I thought you were getting a nerite - would have been a better choice. Aside from being smaller, their bodies are better protected by their shells.


----------



## huckleberry77 (May 31, 2014)

bettaboy123 said:


> no I was wondering in the other forums if it can well now I got one


Didn't people tell you not to get a Mystery Snail because:

1. Your tank is too small for a Mystery Snail and a Betta because Mystery Snails are dirty. They suggested a Nerite instead.

2. Your betta is sick and it is not wise to add new companions to a tank with sick fish. Let your betta get 100% well first.

Why bother asking for help/advice when you don't follow it... then come back and ask for more help solving problems you brought on yourself by not following the advice?


----------



## RussellTheShihTzu (Mar 19, 2013)

You took the words right out of my mouth. But we keep answering. :frustrated:


----------



## CrazedHoosier (Mar 18, 2014)

I agree!


----------



## bettaboy123 (Jun 13, 2014)

they were sold out of nerite snails

i have my snail in a 1 gal.


----------



## jaysee (Dec 9, 2009)

I guess I don't understand how being sold out changes the fact that the mystery isn't appropriate. Oh well. Best of luck.


----------



## CrazedHoosier (Mar 18, 2014)

What kind of snail did he get?


----------



## jaysee (Dec 9, 2009)

A mystery.


----------



## CrazedHoosier (Mar 18, 2014)

And he put it in a 1 gallon tank?!


----------



## bettaboy123 (Jun 13, 2014)

yes I did got a problem with that. it was the only other tank I had im trying to find something bigger. and my mystery is a little baby snail


----------



## bettaboy123 (Jun 13, 2014)

and my betta is better he don't ever clamp his fins now


----------



## bettaboy123 (Jun 13, 2014)

I think I can return the snail and find a nerite I got it from petsmart do they take returns or not


----------



## bettaboy123 (Jun 13, 2014)

HI
I am bettaboys mother or whatever his name is on here. First I want to apologize for all of his questions and posts. He's 11, had cancer and Immune Problems and now suffers severe anxiety and panic disorders. He is in Therapy and on meds. I thought I was doing a good thing by buying him this fish but it has done the total opposite and has him stressing and worryine 24-7, no kidding. Im pretty sure you all believe me by the amount of questions he has been asking. It is really really bad and I am deeply sorry for all of this. I am deleting this page after everyone has hopefully read this apology.


----------



## bettaboy123 (Jun 13, 2014)

worrying, not worryine....sorry about that


----------



## huckleberry77 (May 31, 2014)

I am sorry to hear that your son has such serious health challenges. I am sure that is very hard for your family to manage. Perhaps if you read up on how to care for the fish and saw to it that his needs were properly cared for, you could reassure your son that the fish has everything it needs to be well.
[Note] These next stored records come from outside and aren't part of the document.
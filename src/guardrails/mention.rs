//! Mention-flood guard for inbound chat messages.

use regex::Regex;
use serde::{Deserialize, Serialize};
use tracing::warn;

pub const DEFAULT_MENTION_THRESHOLD: usize = 3;

pub const DEFAULT_DEFLECTION: &str =
    "That message mentions me too many times. Mention me once and I'll take a look.";

#[derive(Debug, Clone, PartialEq, Serialize, Deserialize)]
#[serde(default)]
pub struct MentionGuardConfig {
    /// Messages with more self-mentions than this are deflected.
    pub threshold: usize,
    /// Bot user id; without it any user mention counts.
    pub bot_user_id: Option<String>,
    pub deflection: String,
}

impl Default for MentionGuardConfig {
    fn default() -> Self {
        Self {
            threshold: DEFAULT_MENTION_THRESHOLD,
            bot_user_id: None,
            deflection: DEFAULT_DEFLECTION.to_string(),
        }
    }
}

/// Result of [`MentionGuard::check`].
#[derive(Debug, Clone, PartialEq, Eq)]
pub struct MentionCheck {
    pub admit: bool,
    /// Fixed reply to send instead of running the pipeline.
    pub deflection: Option<String>,
    pub mentions: usize,
}

impl MentionCheck {
    pub fn is_flood(&self) -> bool {
        !self.admit
    }
}

#[derive(Debug, Clone)]
pub struct MentionGuard {
    pattern: Regex,
    threshold: usize,
    deflection: String,
}

impl MentionGuard {
    /// Guard counting `<@BOT_ID>` tokens, including the `<@BOT_ID|name>` form.
    pub fn new(bot_user_id: Option<&str>) -> Self {
        Self {
            pattern: mention_pattern(bot_user_id),
            threshold: DEFAULT_MENTION_THRESHOLD,
            deflection: DEFAULT_DEFLECTION.to_string(),
        }
    }

    pub fn from_config(config: &MentionGuardConfig) -> Self {
        Self::new(config.bot_user_id.as_deref())
            .with_threshold(config.threshold)
            .with_deflection(config.deflection.clone())
    }

    pub fn with_threshold(mut self, threshold: usize) -> Self {
        self.threshold = threshold;
        self
    }

    pub fn with_deflection(mut self, text: impl Into<String>) -> Self {
        self.deflection = text.into();
        self
    }

    pub fn threshold(&self) -> usize {
        self.threshold
    }

    pub fn count(&self, text: &str) -> usize {
        self.pattern.find_iter(text).count()
    }

    /// Count self-mentions; anything above the threshold is deflected.
    pub fn check(&self, text: &str) -> MentionCheck {
        let mentions = self.count(text);
        if mentions > self.threshold {
            warn!(
                mentions,
                threshold = self.threshold,
                "mention flood rejected"
            );
            return MentionCheck {
                admit: false,
                deflection: Some(self.deflection.clone()),
                mentions,
            };
        }
        MentionCheck {
            admit: true,
            deflection: None,
            mentions,
        }
    }

    /// Remove self-mention tokens and collapse the whitespace they leave.
    pub fn strip_mentions(&self, text: &str) -> String {
        let stripped = self.pattern.replace_all(text, " ");
        stripped.split_whitespace().collect::<Vec<_>>().join(" ")
    }
}

impl Default for MentionGuard {
    fn default() -> Self {
        Self::new(None)
    }
}

fn mention_pattern(bot_user_id: Option<&str>) -> Regex {
    let id = match bot_user_id.map(str::trim).filter(|s| !s.is_empty()) {
        Some(id) => regex::escape(id),
        None => "[A-Z0-9]+".to_string(),
    };
    // Escaped id keeps the expression valid for any input.
    Regex::new(&format!(r"<@{}(?:\|[^>]*)?>", id)).expect("escaped mention pattern")
}

/// One-shot check with the default threshold.
pub fn check_mention_flood(text: &str, bot_user_id: &str) -> MentionCheck {
    MentionGuard::new(Some(bot_user_id)).check(text)
}

#[cfg(test)]
mod tests {
    use super::*;

    #[test]
    fn test_threshold_boundary() {
        let guard = MentionGuard::new(Some("UBOT"));
        let three = "<@UBOT> <@UBOT> <@UBOT> hi";
        let four = "<@UBOT> <@UBOT> <@UBOT> <@UBOT> hi";

        let ok = guard.check(three);
        assert!(ok.admit);
        assert_eq!(ok.mentions, 3);
        assert!(ok.deflection.is_none());

        let flood = guard.check(four);
        assert!(flood.is_flood());
        assert_eq!(flood.mentions, 4);
        assert_eq!(flood.deflection.as_deref(), Some(DEFAULT_DEFLECTION));
    }

    #[test]
    fn test_only_self_mentions_count() {
        let guard = MentionGuard::new(Some("UBOT"));
        assert_eq!(guard.count("<@UBOT> <@UOTHER> <@UOTHER> <@UOTHER> <@UOTHER>"), 1);
        assert_eq!(guard.count("<@UBOT|livia> ping"), 1);
    }

    #[test]
    fn test_unknown_bot_counts_any_mention() {
        let guard = MentionGuard::default();
        assert_eq!(guard.count("<@U1> <@U2> plain @U3"), 2);
    }

    #[test]
    fn test_custom_threshold_and_text() {
        let guard = MentionGuard::new(Some("UBOT"))
            .with_threshold(1)
            .with_deflection("nope");
        let check = guard.check("<@UBOT><@UBOT>");
        assert!(!check.admit);
        assert_eq!(check.deflection.as_deref(), Some("nope"));
    }

    #[test]
    fn test_strip_mentions() {
        let guard = MentionGuard::new(Some("UBOT"));
        assert_eq!(
            guard.strip_mentions("<@UBOT>  summarize   <@UOTHER>'s doc"),
            "summarize <@UOTHER>'s doc"
        );
    }

    #[test]
    fn test_bot_id_is_escaped() {
        let guard = MentionGuard::new(Some("U.*"));
        assert_eq!(guard.count("<@UBOT>"), 0);
        assert_eq!(guard.count("<@U.*>"), 1);
    }

    #[test]
    fn test_free_function_uses_default_threshold() {
        assert!(check_mention_flood("<@B> <@B> <@B>", "B").admit);
        assert!(!check_mention_flood("<@B> <@B> <@B> <@B>", "B").admit);
    }
}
The basic needs for the fish include water changes with conditioned water (try Seachem PRIME- 2 drops per gallon) at least twice a week in his 3 gallon tank, good quality feed 1-2 times a day such as NLS or omega one pellets, heated water that is a steady 76-82 degrees (a 25 watt heater will work in the 3 gallon tank), soft fabric or live plants that don't tear fins, and not overstocking the tank (no other fish or companions in that 3 gallon other than maybe a nerite snail). If you see to it that the betta has these living conditions you can confidently reassure your son that the betta has everything it needs to be well.

P.S. Don't use vacation feeding disks. They can pollute the water and make the fish sick. The betta is better off just not being fed for several weeks. It will not starve.


----------



## jaysee (Dec 9, 2009)

He's certainly not alone - there are a lot of people here that constantly worry and obsess about their fish. It can be quite a stressful hobby for some people, and very relaxing for others. I don't know if it would be good for someone with anxiety issues to associate with people that worry and obsess like some have a tendency of doing - I'm certainly not qualified to make such a call....but common sense tells me it's worth a deeper look.


----------



## myexplodingcat (Apr 9, 2014)

Ohh... I'm really sorry you're going through this, Bettaboy and mother. I know from experience the stress that cancer can put on a family, and this definitely isn't easy. I also know what depression and anxiety are like--let's just say they aren't fun either.

I hate to say it, but perhaps you should be the one to do most of the care for the fish. Maybe he can feed it and play with it, or do water changes when his condition is calmer and more stable. Until then, if it's possible for you to help him out with some things--learning how these fish need to be cared for, perhaps making sure the water is being changed regularly and learning how to do it yourself if your son's having an off day. If you can, prevent him from buying other things unless you know it's appropriate for the tank.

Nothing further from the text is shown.